Our industry does like a death.  The death of mass-media, the death of the high-street, the death of TV.  Over the past decade McDonalds, Unilever, J&J and Uber have all heralded the “Death of the CMO”.  It certainly makes a nice soundbite.  In truth the role is either split or takes on a new nomenclature (invariably involving “digital” in the title), before finally re-emerging (a la Coca-Cola at the end of 2019).  If there is one sure-fire way to diminish the role of a department within an organisation, it is to remove the leadership and vision. Yes, it is true that Marketing has become more multi-dimensional (is there a part of business that hasn’t?), but that requires more leadership not less. It requires greater vision and clarity.  Above all it requires someone who can meld together the variety of talents now required within marketing team into a single entity – a brilliant generalist. Perhaps the evidence-based principle that has become most widely accepted is that laid out in Binet & Field’s The Long & The Short of It, arguing for a balance of 60:40 between long-term brand building and short-term activation activity.  Both are critical to success, yet both require very different approaches.  The best CMOs of the future will be those that align these two sides of marketing in a single direction.

2. All-Rounders

If the vision is set by a broadly experienced CMO, what does this mean for the marketing talent that supports this leader?  In recent years the trend has been towards ever-increasing specialism with teams – specialists in “digital”, “e-commerce”, “customer experience” even “social-media”.  Young and mid-level marketing talent is being pushed to become ever more narrowly focussed in their capabilities.  But this is an error. 

We are in danger of creating a generation of marketeers who know how to create the perfect Twitter post, but can’t explain why penetration rather than loyalty is the key driver of growth. This is not to eschew the need for specialisation, but marketing is already a specialised function.   We all have our own particular areas of interest, but an SEO specialist who has no understanding of customer service is like a goalkeeper with no interest in his team scoring goals.

3. Civil Partnerships

The recent history of marketing can often be seen as a battle between two sides.  Above-the-line versus below-the-line.  Traditional versus digital.  Brand versus performance.  To return to our sporting analogy, it’s as if a team’s defence were pitted against the attack (and visa-versa). All very uncivil. Returning to the evidence once again, we know that marketing is not “either/or” but “and/and” . The barriers within marketing departments need to be removed.  Reporting structures need to converge. The mystery that surrounds different disciplines must disappear. Tools and individuals need to be employed to drive consistency across the marketing mix.  A shared language needs to be adopted- both within marketing departments and with partners.  Win:Win needs to be at the core of internal and external relationships.  We all know how easy it is to lose sight of the bigger picture, when engrossed in a tightly-defined task – so it’s critical that prompts and nudges are built into marketing processes to ensure people are giving themselves (and their teams) the best possible chance of success to deliver against the broader commercial objectives. Above all there must be a shared respect amongst teams for how their success is dependent on others.

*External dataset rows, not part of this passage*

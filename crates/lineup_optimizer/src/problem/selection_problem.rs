use fxhash::FxHashSet;

use crate::{
    error::SelectionError,
    problem::{
        candidate::{Candidate, CandidateIdx},
        constraint_set::ConstraintSet,
    },
};

/// A validated candidate pool, ranked by score descending then id ascending,
/// together with the constraints of one selection call.
#[derive(Debug, Clone)]
pub struct SelectionProblem {
    candidates: Vec<Candidate>,
    constraints: ConstraintSet,
}

impl SelectionProblem {
    pub fn new(
        mut candidates: Vec<Candidate>,
        constraints: ConstraintSet,
    ) -> Result<Self, SelectionError> {
        if candidates.is_empty() {
            return Err(SelectionError::EmptyPool);
        }

        constraints.validate()?;

        let mut seen = FxHashSet::default();
        for candidate in &candidates {
            if !candidate.predicted_score().is_finite() {
                return Err(SelectionError::NonFiniteScore(candidate.id().to_owned()));
            }

            if !seen.insert(candidate.id()) {
                return Err(SelectionError::DuplicateCandidate(
                    candidate.id().to_owned(),
                ));
            }
        }

        candidates.sort_by(Candidate::ranking_cmp);

        Ok(SelectionProblem {
            candidates,
            constraints,
        })
    }

    pub fn candidates(&self) -> &[Candidate] {
        &self.candidates
    }

    pub fn candidate(&self, index: CandidateIdx) -> &Candidate {
        &self.candidates[index]
    }

    pub fn candidates_iter(&self) -> impl Iterator<Item = (CandidateIdx, &Candidate)> {
        self.candidates
            .iter()
            .enumerate()
            .map(|(index, candidate)| (CandidateIdx::new(index), candidate))
    }

    pub fn constraints(&self) -> &ConstraintSet {
        &self.constraints
    }

    pub fn len(&self) -> usize {
        self.candidates.len()
    }

    pub fn is_empty(&self) -> bool {
        self.candidates.is_empty()
    }

    pub fn squad_size(&self) -> usize {
        self.constraints.squad_size
    }

    /// Whether the pool is large enough to fill a full roster.
    pub fn has_full_pool(&self) -> bool {
        self.candidates.len() >= self.constraints.squad_size
    }
}

#[cfg(test)]
mod tests {
    use super::*;
    use crate::{problem::role::Role, test_utils};

    #[test]
    fn test_candidates_are_ranked() {
        let problem = SelectionProblem::new(
            vec![
                Candidate::new("b", 10.0, Role::Batter),
                Candidate::new("a", 10.0, Role::Batter),
                Candidate::new("c", 30.0, Role::Bowler),
                Candidate::new("d", -5.0, Role::Wicketkeeper),
            ],
            ConstraintSet::unconstrained(2),
        )
        .unwrap();

        assert_eq!(
            problem
                .candidates()
                .iter()
                .map(|candidate| candidate.id())
                .collect::<Vec<_>>(),
            vec!["c", "a", "b", "d"]
        );
        assert_eq!(problem.candidate(CandidateIdx::new(0)).id(), "c");
    }

    #[test]
    fn test_empty_pool_is_rejected() {
        let result = SelectionProblem::new(vec![], ConstraintSet::default());
        assert_eq!(result.unwrap_err(), SelectionError::EmptyPool);
    }

    #[test]
    fn test_duplicate_ids_are_rejected() {
        let result = SelectionProblem::new(
            vec![
                Candidate::new("x", 1.0, Role::Batter),
                Candidate::new("x", 2.0, Role::Bowler),
            ],
            ConstraintSet::unconstrained(1),
        );
        assert_eq!(
            result.unwrap_err(),
            SelectionError::DuplicateCandidate("x".to_owned())
        );
    }

    #[test]
    fn test_non_finite_score_is_rejected() {
        let result = SelectionProblem::new(
            vec![Candidate::new("nan", f64::NAN, Role::Batter)],
            ConstraintSet::unconstrained(1),
        );
        assert_eq!(
            result.unwrap_err(),
            SelectionError::NonFiniteScore("nan".to_owned())
        );
    }

    #[test]
    fn test_small_pool_is_accepted() {
        let problem =
            SelectionProblem::new(test_utils::create_pool(5), ConstraintSet::default()).unwrap();
        assert!(!problem.has_full_pool());
        assert_eq!(problem.len(), 5);
    }
}
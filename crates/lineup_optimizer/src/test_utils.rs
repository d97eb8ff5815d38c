use crate::problem::{
    candidate::{Candidate, CandidateBuilder},
    role::Role,
};

pub struct CandidateSpec {
    id: &'static str,
    score: f64,
    role: Role,
    overseas: bool,
}

impl CandidateSpec {
    pub fn new(id: &'static str, score: f64, role: Role) -> Self {
        CandidateSpec {
            id,
            score,
            role,
            overseas: false,
        }
    }

    pub fn overseas(mut self) -> Self {
        self.overseas = true;
        self
    }
}

pub fn create_candidates(specs: &[CandidateSpec]) -> Vec<Candidate> {
    specs
        .iter()
        .map(|spec| {
            let mut builder = CandidateBuilder::new(spec.id, spec.score, spec.role);
            builder.set_overseas(spec.overseas);
            builder.build()
        })
        .collect()
}

const POOL_ROLES: [Role; 8] = [
    Role::Wicketkeeper,
    Role::Batter,
    Role::Bowler,
    Role::AllRounder,
    Role::Batter,
    Role::Bowler,
    Role::Batter,
    Role::Bowler,
];

/// Domestic pool with distinct descending scores. Any pool of 12 or more
/// satisfies the default constraints.
pub fn create_pool(size: usize) -> Vec<Candidate> {
    (0..size)
        .map(|index| {
            Candidate::new(
                format!("player_{index:02}"),
                100.0 - 3.0 * index as f64,
                POOL_ROLES[index % POOL_ROLES.len()],
            )
        })
        .collect()
}
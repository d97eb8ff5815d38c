use std::hint::black_box;

use criterion::{Criterion, criterion_group, criterion_main};
use lineup_optimizer::{
    TeamSelector,
    problem::{
        candidate::{Candidate, CandidateBuilder},
        constraint_set::ConstraintSet,
        role::Role,
        selection_problem::SelectionProblem,
    },
    solver::{composition::Composition, greedy_fallback::GreedyFallback},
};
use rand::{Rng, SeedableRng, rngs::SmallRng};

fn random_pool(size: usize, seed: u64) -> Vec<Candidate> {
    let mut rng = SmallRng::seed_from_u64(seed);

    (0..size)
        .map(|index| {
            let role = Role::VARIANTS[rng.random_range(0..Role::VARIANTS.len())];
            let mut builder =
                CandidateBuilder::new(format!("p{index:02}"), rng.random_range(20.0..100.0), role);
            builder.set_overseas(rng.random_bool(0.3));
            builder.build()
        })
        .collect()
}

fn exact_benchmark(c: &mut Criterion) -> () {
    let selector = TeamSelector::default();

    for size in [20, 30] {
        let problem = SelectionProblem::new(random_pool(size, 17), ConstraintSet::default());
        let Ok(problem) = problem else {
            continue;
        };

        c.bench_function(&format!("exact selection ({size} candidates)"), |b| {
            b.iter(|| selector.solve(black_box(&problem)))
        });
    }
}

fn greedy_benchmark(c: &mut Criterion) -> () {
    let Ok(problem) = SelectionProblem::new(random_pool(30, 17), ConstraintSet::default()) else {
        return;
    };

    c.bench_function("greedy selection (30 candidates)", |b| {
        b.iter(|| GreedyFallback.select(black_box(&problem)))
    });
}

fn composition_benchmark(c: &mut Criterion) -> () {
    let pool = random_pool(11, 3);
    let constraints = ConstraintSet::default();

    c.bench_function("composition of roster", |b| {
        b.iter(|| Composition::of(black_box(&pool)).violations(black_box(&constraints)))
    });
}

criterion_group!(
    benches,
    exact_benchmark,
    greedy_benchmark,
    composition_benchmark,
);
criterion_main!(benches);
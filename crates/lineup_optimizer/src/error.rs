use thiserror::Error;

/// Input that no selection algorithm can work with. Infeasible pools are not
/// errors: they produce a greedy result instead.
#[derive(Debug, Error, Clone, PartialEq)]
pub enum SelectionError {
    #[error("Candidate pool is empty")]
    EmptyPool,

    #[error("Squad size must be positive, got {0}")]
    NonPositiveSquadSize(i64),

    #[error("Constraint `{name}` must not be negative, got {value}")]
    NegativeBound { name: &'static str, value: i64 },

    #[error("Duplicate candidate id `{0}`")]
    DuplicateCandidate(String),

    #[error("Candidate `{0}` has a non-finite predicted score")]
    NonFiniteScore(String),

    #[error(
        "Role minimums require at least {required} players but the squad size is {squad_size}"
    )]
    ContradictoryConstraints { required: usize, squad_size: usize },

    #[error("Minimum of {min} wicketkeepers exceeds the maximum of {max}")]
    WicketkeeperBounds { min: usize, max: usize },
}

4. Goldilocks Measurement 

“Measure what you treasure”. “Data is king”. We’re all familiar with these popular, if over-used, expressions.  Yet we are all likely to have witnessed the use and abuse of KPIs and measurement.  As Goodhart’s law states “when a measure becomes a target, it ceases to become a good measure”.  Or to put it another way “anything that can be measured and rewarded will be gamed”.   And whilst organisations fervently set up their data centres and employ hordes of data scientists, the evidence shows that marketing is conversely suffering from the over-emphasis on the easy to measure short-term metrics .  This measurement obsession ignores the fundamental fact that the human brain can only take on so much information.  So, whilst we drown in a sea of information, we are simultaneously left in a wilderness of knowledge and insight.  

We strongly advocate taking the “goldilocks” approach to KPIs – not too many, not too few, just enough to have a balanced view of marketing performance.  Marketing science can once again guide us as to what those key primary metrics should be.  A set of primary KPIs along the ‘customer journey’ (ignore those who say customer journeys are too complex to translate into a funnel) is a great starting point – clearly showing how the long-term KPIs (e.g. salience) have a direct impact on short-term KPIs (e.g. conversion) have a direct impact on business results.  And be particularly wary of any holy-grail single KPI, they invariably lead to abuse.  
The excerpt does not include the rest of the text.